Saved data entries
======
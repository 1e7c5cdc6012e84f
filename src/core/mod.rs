//! Core module - configuration, workspace and logging

pub mod config;
pub mod logging;
pub mod workspace;

pub use config::Config;
pub use workspace::{Workspace, WorkspaceError};
#![cfg_attr(coverage_nightly, feature(coverage_attribute))]

//! Emitters for typeweave type graphs.
//!
//! - [`code`]: source text for a runtime validation library (Zod or TypeBox)
//! - [`schema`]: a live schema graph with lazy handles for recursive definitions,
//!   renderable as JSON Schema and importable back into nodes
//! - [`declaration`]: a TypeScript type syntax tree and its printer
//!
//! All three resolve `definitionReference` nodes against a
//! [`DefinitionMap`](typeweave_core::DefinitionMap) and collapse single-member
//! unions to the member.

pub mod code;
pub mod declaration;
pub mod schema;

mod syntax;


pub use code::{CodeConfig, CodeEmitter, Dialect};
pub use declaration::{DeclarationConfig, DeclarationEmitter, Printer, TypeNode, TypeScriptPrinter};
pub use schema::{LazyId, Schema, SchemaBuilder, SchemaGraph, SchemaId, from_schema, to_schema};
use indexmap::IndexMap;
use typeweave_core::{DefinitionMap, Error, Node};

use super::{Schema, SchemaGraph, from_schema, to_schema};

#[test]
fn import_plain_schema() {
    let mut graph = SchemaGraph::new();
    let string = graph.add(Schema::String);
    let number = graph.add(Schema::Number);
    let age = graph.add(Schema::Optional(number));
    let tags = graph.add(Schema::Array(string));
    let mut properties = IndexMap::new();
    properties.insert("name".to_string(), string);
    properties.insert("age".to_string(), age);
    properties.insert("tags".to_string(), tags);
    let root = graph.add(Schema::Object(properties));

    let extraction = from_schema(&graph, root).unwrap();

    assert_eq!(
        extraction.root,
        Node::object([
            ("name", Node::String),
            ("age", Node::optional(Node::Number)),
            ("tags", Node::array(Node::String)),
        ])
    );
    assert!(extraction.definitions.is_empty());
}

#[test]
fn import_self_referencing_lazy() {
    let mut graph = SchemaGraph::new();
    let lazy = graph.lazy("Category");
    let handle = graph.add(Schema::Lazy(lazy));
    let children = graph.add(Schema::Array(handle));
    let name = graph.add(Schema::String);
    let mut properties = IndexMap::new();
    properties.insert("name".to_string(), name);
    properties.insert("children".to_string(), children);
    let body = graph.add(Schema::Object(properties));
    graph.fill(lazy, body);

    let extraction = from_schema(&graph, handle).unwrap();

    let reference = Node::reference("Category", Some("Category".to_string()));
    assert_eq!(extraction.root, reference);
    assert_eq!(extraction.definitions.len(), 1);
    assert_eq!(
        extraction.definitions.get_node("Category"),
        Some(&Node::object([
            ("name", Node::String),
            ("children", Node::array(reference.clone())),
        ]))
    );
}

#[test]
fn import_unfilled_lazy_fails() {
    let mut graph = SchemaGraph::new();
    let lazy = graph.lazy("Later");
    let handle = graph.add(Schema::Lazy(lazy));
    assert_eq!(from_schema(&graph, handle), Err(Error::UnresolvedLazy(0)));
}

#[test]
fn round_trip_through_schema() {
    let mut definitions = DefinitionMap::new();
    definitions.insert(
        "List",
        Node::object([
            ("value", Node::map(Node::String, Node::BigInt)),
            ("next", Node::optional(Node::reference("List", None))),
        ]),
        None,
    );
    let root = Node::function(
        vec![Node::reference("List", None)],
        Some(Node::intersection(vec![Node::Date, Node::RegExp]).unwrap()),
    );

    let (graph, handle) = to_schema(&root, &definitions).unwrap();
    let extraction = from_schema(&graph, handle).unwrap();

    let list = Node::reference("List", Some("List".to_string()));
    assert_eq!(
        extraction.root,
        Node::function(
            vec![list.clone()],
            Some(Node::intersection(vec![Node::Date, Node::RegExp]).unwrap()),
        )
    );
    assert_eq!(
        extraction.definitions.get_node("List"),
        Some(&Node::object([
            ("value", Node::map(Node::String, Node::BigInt)),
            ("next", Node::optional(list)),
        ]))
    );
}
======
**TASK TO CARRY OUT**
Each line from the start of the records through the line holding "mod syntax;" must be returned exactly; nothing else belongs in the answer.

**YOUR RESPONSE**
repository 1e7c5cdc6012e84f
filename src/core/mod.rs
//! Core module - configuration, workspace and logging

pub mod config;
pub mod logging;
pub mod workspace;

pub use config::Config;
pub use workspace::{Workspace, WorkspaceError};
#![cfg_attr(coverage_nightly, feature(coverage_attribute))]

//! Emitters for typeweave type graphs.
//!
//! - [`code`]: source text for a runtime validation library (Zod or TypeBox)
//! - [`schema`]: a live schema graph with lazy handles for recursive definitions,
//!   renderable as JSON Schema and importable back into nodes
//! - [`declaration`]: a TypeScript type syntax tree and its printer
//!
//! All three resolve `definitionReference` nodes against a
//! [`DefinitionMap`](typeweave_core::DefinitionMap) and collapse single-member
//! unions to the member.

pub mod code;
pub mod declaration;
pub mod schema;

mod syntax;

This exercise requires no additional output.